In fact, Univera officials believe patients who have their medications shipped to their homes are more likely to take the drugs, as directed, and this added adherence can save money.

The American Heart Association estimated that failing to take medications as prescribed leads to 125,000 patient deaths and costs $300 billion annually in additional emergency room trips, doctors’ office visits and hospitalizations.

“Some people just have barriers to get them to the pharmacy every month,” Chitre said.

Independent Health’s Burruano said the insurer hasn’t seen this effect among its mail-order members. And UB’s Fiebelkorn said he believes there is more potential for waste if, for example, patients order a 90-day supply of drugs and stop taking them because they have a bad reaction to the medicine.

Further, medication often is exposed during the shipping process to high or low temperatures, which in the extreme can make some drugs less effective.
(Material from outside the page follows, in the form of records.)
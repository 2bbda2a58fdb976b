use coursesite_core::catalog::DEFAULT_EMBED_HEIGHT;
use coursesite_core::{Completion, LoadLatch, LoadState, ResourceDescriptor, ResourceKind};
use web_sys::Event;
use yew::prelude::*;

use crate::skeleton::Skeleton;

const FADE_MS: u32 = 300;

#[derive(Properties, PartialEq)]
pub(crate) struct EmbeddedResourceViewProps {
    pub(crate) descriptor: ResourceDescriptor,
    #[prop_or_default]
    pub(crate) title: Option<AttrValue>,
    #[prop_or(DEFAULT_EMBED_HEIGHT)]
    pub(crate) height: u32,
    #[prop_or_default]
    pub(crate) placeholder: Option<AttrValue>,
}

fn placeholder_style(state: LoadState) -> String {
    if state.placeholder_visible() {
        format!("opacity: 1; visibility: visible; transition: opacity {FADE_MS}ms ease;")
    } else {
        format!(
            "opacity: 0; visibility: hidden; transition: opacity {FADE_MS}ms ease, visibility 0s linear {FADE_MS}ms;"
        )
    }
}

fn surface_style(state: LoadState) -> String {
    format!(
        "opacity: {}; transition: opacity {FADE_MS}ms ease;",
        state.content_opacity()
    )
}

/// Load state of one mounted view plus the latch its surface signals into.
/// The latch detaches when the calling component unmounts.
#[hook]
fn use_load_latch() -> (LoadState, LoadLatch) {
    let load_state = use_state(|| LoadState::Loading);
    let latch = use_memo((), |_| LoadLatch::new());
    {
        let latch = (*latch).clone();
        let load_state = load_state.clone();
        use_effect_with((), move |_| {
            latch.on_loaded(move || load_state.set(LoadState::Loaded));
            move || latch.detach()
        });
    }
    (*load_state, (*latch).clone())
}

fn on_surface_load(latch: &LoadLatch, id: &str) -> Completion {
    let completion = latch.complete();
    match completion {
        Completion::Transitioned => gloo::console::log!("embed loaded", id),
        Completion::AlreadyLoaded => {}
        Completion::Detached => gloo::console::log!("embed load after teardown ignored", id),
    }
    completion
}

/// Shows a skeleton over an eagerly mounted iframe until the iframe reports
/// `load`, then fades the iframe in. Parents key this component by resource
/// id; a new resource means a new instance.
#[function_component(EmbeddedResourceView)]
pub(crate) fn embedded_resource_view(props: &EmbeddedResourceViewProps) -> Html {
    let (state, latch) = use_load_latch();
    let descriptor = &props.descriptor;
    let onload = {
        let id = descriptor.id().to_string();
        Callback::from(move |_: Event| {
            on_surface_load(&latch, &id);
        })
    };

    let kind = descriptor.kind();
    let kind_class = match kind {
        ResourceKind::Document => "embed-document",
        ResourceKind::Scene => "embed-scene",
    };
    let title = props
        .title
        .clone()
        .unwrap_or_else(|| AttrValue::from(descriptor.id().to_string()));
    let placeholder_text = props
        .placeholder
        .clone()
        .unwrap_or_else(|| AttrValue::Static(kind.default_placeholder()));
    let placeholder_lines: usize = match kind {
        ResourceKind::Document => 6,
        ResourceKind::Scene => 2,
    };
    let placeholder_hidden = if state.placeholder_visible() {
        "false"
    } else {
        "true"
    };
    html! {
        <div
            class={classes!("embed", kind_class, state.as_str())}
            style={format!("height: {}px;", props.height)}
            data-resource={descriptor.id().to_string()}
            data-state={state.as_str()}
        >
            <iframe
                class="embed-surface"
                src={descriptor.source_url().to_string()}
                title={title}
                loading="eager"
                allow={kind.allow_policy()}
                allowfullscreen={true}
                style={surface_style(state)}
                onload={onload}
            ></iframe>
            <div
                class="embed-placeholder"
                role="status"
                aria-hidden={placeholder_hidden}
                style={placeholder_style(state)}
            >
                <Skeleton
                    lines={placeholder_lines}
                    block={matches!(kind, ResourceKind::Scene)}
                    label={placeholder_text}
                />
            </div>
        </div>
    }
}
mod app;
mod app_router;
mod embedded_view;
mod pages;
mod preload;
mod skeleton;

use app::App;

const MOUNT_ID: &str = "app";

fn main() {
    console_error_panic_hook::set_once();
    let root = web_sys::window()
        .and_then(|window| window.document())
        .and_then(|document| document.get_element_by_id(MOUNT_ID));
    let Some(root) = root else {
        gloo::console::error!("missing mount point", MOUNT_ID);
        return;
    };
    yew::Renderer::<App>::with_root(root).render();
}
Fiebelkorn said his pharmacist colleagues regularly see mail-order customers coming into their stores to complain of medication that arrived frozen – or not at all.

Wegmans keeps an eye on predictions of extreme weather or temperatures when shipping its medications, and drugs that have to be refrigerated routinely are shipped overnight in a special cooler with ice packs, Coultry said.

The local pharmacists also expressed concern about patients not discussing a new medication with a pharmacist.

The mail-order providers all offer 1-800 numbers for patients to call with questions, but critics say it can be hard to get a pharmacist on the phone and patients don’t have many other options. “Your mailman isn’t going to tell you what you need to know about your medication,” Galluzzo said.